▶ Exercise goal
Line by line, retype the material below exactly, from its first line up to and including the one holding "assert!(!app.engine().drain().await.is_complete());".

▶ Dataset excerpts
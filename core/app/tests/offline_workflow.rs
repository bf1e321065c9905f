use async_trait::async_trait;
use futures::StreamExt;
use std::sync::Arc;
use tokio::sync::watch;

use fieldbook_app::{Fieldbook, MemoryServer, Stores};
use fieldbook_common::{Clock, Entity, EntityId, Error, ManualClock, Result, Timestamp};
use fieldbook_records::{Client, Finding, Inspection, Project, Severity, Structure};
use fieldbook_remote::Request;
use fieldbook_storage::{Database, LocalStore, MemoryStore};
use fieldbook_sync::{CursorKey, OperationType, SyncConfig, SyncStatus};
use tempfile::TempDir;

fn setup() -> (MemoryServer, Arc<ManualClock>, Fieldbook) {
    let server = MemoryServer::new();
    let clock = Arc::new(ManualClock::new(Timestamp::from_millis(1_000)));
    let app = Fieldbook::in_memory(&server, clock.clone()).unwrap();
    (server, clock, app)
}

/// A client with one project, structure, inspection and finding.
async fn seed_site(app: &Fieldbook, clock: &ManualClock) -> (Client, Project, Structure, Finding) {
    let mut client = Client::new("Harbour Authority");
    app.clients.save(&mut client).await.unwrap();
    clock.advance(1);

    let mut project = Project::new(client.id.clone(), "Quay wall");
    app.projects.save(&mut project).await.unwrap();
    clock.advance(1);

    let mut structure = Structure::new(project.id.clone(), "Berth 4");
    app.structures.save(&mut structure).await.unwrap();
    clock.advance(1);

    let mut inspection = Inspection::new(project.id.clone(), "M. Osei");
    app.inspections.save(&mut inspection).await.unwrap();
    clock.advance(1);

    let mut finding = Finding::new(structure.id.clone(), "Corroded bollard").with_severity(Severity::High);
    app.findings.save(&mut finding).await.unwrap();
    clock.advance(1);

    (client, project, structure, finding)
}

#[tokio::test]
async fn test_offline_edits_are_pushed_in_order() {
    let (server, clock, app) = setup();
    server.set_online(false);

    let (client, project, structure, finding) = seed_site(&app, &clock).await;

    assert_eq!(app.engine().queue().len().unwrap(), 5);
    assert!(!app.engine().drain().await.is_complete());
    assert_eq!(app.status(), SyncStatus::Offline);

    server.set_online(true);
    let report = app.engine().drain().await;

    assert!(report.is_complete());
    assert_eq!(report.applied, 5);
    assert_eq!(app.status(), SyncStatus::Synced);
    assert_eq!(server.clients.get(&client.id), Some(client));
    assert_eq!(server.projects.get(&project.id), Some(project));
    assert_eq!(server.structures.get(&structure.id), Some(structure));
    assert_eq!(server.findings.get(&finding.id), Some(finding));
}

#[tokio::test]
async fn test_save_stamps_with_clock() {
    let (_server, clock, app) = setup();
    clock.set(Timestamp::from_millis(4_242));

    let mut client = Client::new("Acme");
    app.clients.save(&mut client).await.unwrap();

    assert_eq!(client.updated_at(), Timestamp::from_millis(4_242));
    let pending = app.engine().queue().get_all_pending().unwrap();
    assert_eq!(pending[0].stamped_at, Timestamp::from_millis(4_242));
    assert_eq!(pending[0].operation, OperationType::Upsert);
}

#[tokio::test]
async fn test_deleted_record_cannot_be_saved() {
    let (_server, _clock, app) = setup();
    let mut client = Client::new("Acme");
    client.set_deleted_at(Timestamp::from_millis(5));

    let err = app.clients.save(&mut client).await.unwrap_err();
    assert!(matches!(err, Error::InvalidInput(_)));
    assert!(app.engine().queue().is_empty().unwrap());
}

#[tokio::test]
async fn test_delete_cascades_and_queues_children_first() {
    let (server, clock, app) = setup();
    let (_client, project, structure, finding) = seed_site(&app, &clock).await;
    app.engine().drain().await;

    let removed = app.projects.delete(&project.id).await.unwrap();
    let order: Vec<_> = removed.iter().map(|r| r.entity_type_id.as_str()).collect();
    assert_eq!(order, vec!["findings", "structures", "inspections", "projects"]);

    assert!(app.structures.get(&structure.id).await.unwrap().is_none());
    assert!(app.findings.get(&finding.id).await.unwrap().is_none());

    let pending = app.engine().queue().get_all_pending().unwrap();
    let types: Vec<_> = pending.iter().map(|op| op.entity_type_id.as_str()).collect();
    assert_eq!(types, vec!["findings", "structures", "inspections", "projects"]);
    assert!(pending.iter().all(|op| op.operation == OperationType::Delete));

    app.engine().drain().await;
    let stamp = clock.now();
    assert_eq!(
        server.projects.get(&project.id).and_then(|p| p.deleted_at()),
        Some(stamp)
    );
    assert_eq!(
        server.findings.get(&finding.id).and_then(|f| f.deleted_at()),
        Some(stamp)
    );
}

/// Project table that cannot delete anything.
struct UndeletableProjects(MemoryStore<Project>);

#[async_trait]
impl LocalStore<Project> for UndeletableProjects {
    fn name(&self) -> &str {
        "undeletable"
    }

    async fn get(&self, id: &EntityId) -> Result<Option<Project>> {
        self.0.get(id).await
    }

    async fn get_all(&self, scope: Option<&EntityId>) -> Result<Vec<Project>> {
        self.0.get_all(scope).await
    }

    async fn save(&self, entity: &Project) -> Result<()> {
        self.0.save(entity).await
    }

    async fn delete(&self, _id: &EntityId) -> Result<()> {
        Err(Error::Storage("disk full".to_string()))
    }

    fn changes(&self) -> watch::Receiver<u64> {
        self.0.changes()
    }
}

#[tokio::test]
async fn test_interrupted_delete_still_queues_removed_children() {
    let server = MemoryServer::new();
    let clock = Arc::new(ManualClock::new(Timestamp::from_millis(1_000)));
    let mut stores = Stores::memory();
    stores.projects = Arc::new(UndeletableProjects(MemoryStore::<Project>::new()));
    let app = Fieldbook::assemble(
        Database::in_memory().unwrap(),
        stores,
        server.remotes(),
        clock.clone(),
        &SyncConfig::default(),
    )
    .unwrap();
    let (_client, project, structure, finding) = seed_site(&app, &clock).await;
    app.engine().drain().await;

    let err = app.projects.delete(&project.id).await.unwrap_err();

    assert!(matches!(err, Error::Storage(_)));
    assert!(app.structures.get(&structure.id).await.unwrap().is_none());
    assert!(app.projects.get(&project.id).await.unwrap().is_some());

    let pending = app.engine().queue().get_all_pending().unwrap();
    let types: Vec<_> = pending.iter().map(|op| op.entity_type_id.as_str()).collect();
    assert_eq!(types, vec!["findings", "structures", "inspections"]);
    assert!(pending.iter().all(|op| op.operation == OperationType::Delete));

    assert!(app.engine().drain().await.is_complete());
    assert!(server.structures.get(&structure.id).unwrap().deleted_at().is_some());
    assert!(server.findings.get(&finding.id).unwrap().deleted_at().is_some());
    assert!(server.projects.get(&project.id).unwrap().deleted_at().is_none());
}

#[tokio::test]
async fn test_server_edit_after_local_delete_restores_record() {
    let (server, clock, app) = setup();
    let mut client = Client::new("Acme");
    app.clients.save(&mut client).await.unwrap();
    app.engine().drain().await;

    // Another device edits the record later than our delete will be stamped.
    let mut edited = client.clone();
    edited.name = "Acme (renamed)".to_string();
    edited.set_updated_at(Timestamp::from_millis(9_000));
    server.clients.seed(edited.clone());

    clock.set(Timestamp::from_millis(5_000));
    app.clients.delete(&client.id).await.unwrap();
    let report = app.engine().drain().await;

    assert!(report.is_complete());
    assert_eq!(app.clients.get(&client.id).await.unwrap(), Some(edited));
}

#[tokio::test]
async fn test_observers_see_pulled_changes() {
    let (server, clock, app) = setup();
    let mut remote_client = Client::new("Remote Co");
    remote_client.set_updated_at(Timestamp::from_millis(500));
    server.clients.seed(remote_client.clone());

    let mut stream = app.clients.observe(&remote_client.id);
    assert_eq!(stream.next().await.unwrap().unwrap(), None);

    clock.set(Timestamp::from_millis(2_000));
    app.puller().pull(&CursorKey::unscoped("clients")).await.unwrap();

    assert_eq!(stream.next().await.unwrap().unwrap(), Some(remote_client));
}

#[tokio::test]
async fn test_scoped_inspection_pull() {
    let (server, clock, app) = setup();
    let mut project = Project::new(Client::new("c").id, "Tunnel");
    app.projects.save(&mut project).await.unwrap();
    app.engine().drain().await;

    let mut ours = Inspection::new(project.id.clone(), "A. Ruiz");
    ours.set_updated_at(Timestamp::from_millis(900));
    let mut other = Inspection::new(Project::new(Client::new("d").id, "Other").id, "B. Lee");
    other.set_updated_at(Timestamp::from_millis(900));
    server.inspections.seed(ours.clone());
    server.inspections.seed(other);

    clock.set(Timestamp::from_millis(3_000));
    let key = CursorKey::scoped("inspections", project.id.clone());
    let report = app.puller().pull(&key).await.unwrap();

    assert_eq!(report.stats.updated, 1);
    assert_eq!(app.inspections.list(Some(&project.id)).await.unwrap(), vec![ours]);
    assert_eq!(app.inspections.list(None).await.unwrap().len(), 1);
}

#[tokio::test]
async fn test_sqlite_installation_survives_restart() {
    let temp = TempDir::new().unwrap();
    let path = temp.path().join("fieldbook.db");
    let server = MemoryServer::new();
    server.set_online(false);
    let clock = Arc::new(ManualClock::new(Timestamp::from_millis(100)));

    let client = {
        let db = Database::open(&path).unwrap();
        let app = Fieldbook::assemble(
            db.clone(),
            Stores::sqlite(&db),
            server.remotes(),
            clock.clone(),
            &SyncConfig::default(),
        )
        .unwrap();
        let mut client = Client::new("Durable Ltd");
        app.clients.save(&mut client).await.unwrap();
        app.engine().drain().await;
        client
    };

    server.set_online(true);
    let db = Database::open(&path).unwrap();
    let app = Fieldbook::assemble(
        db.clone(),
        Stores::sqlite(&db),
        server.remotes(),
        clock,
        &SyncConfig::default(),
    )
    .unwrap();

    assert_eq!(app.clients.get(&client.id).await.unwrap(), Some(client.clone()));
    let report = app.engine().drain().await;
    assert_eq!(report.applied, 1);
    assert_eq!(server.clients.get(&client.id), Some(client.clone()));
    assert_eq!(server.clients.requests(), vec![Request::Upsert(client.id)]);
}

▶ Result of this exercise
filename core/app/tests/offline_workflow.rs
repository bf1e321065c9905f
use async_trait::async_trait;
use futures::StreamExt;
use std::sync::Arc;
use tokio::sync::watch;

use fieldbook_app::{Fieldbook, MemoryServer, Stores};
use fieldbook_common::{Clock, Entity, EntityId, Error, ManualClock, Result, Timestamp};
use fieldbook_records::{Client, Finding, Inspection, Project, Severity, Structure};
use fieldbook_remote::Request;
use fieldbook_storage::{Database, LocalStore, MemoryStore};
use fieldbook_sync::{CursorKey, OperationType, SyncConfig, SyncStatus};
use tempfile::TempDir;

fn setup() -> (MemoryServer, Arc<ManualClock>, Fieldbook) {
    let server = MemoryServer::new();
    let clock = Arc::new(ManualClock::new(Timestamp::from_millis(1_000)));
    let app = Fieldbook::in_memory(&server, clock.clone()).unwrap();
    (server, clock, app)
}

/// A client with one project, structure, inspection and finding.
async fn seed_site(app: &Fieldbook, clock: &ManualClock) -> (Client, Project, Structure, Finding) {
    let mut client = Client::new("Harbour Authority");
    app.clients.save(&mut client).await.unwrap();
    clock.advance(1);

    let mut project = Project::new(client.id.clone(), "Quay wall");
    app.projects.save(&mut project).await.unwrap();
    clock.advance(1);

    let mut structure = Structure::new(project.id.clone(), "Berth 4");
    app.structures.save(&mut structure).await.unwrap();
    clock.advance(1);

    let mut inspection = Inspection::new(project.id.clone(), "M. Osei");
    app.inspections.save(&mut inspection).await.unwrap();
    clock.advance(1);

    let mut finding = Finding::new(structure.id.clone(), "Corroded bollard").with_severity(Severity::High);
    app.findings.save(&mut finding).await.unwrap();
    clock.advance(1);

    (client, project, structure, finding)
}

#[tokio::test]
async fn test_offline_edits_are_pushed_in_order() {
    let (server, clock, app) = setup();
    server.set_online(false);

    let (client, project, structure, finding) = seed_site(&app, &clock).await;

    assert_eq!(app.engine().queue().len().unwrap(), 5);
    assert!(!app.engine().drain().await.is_complete());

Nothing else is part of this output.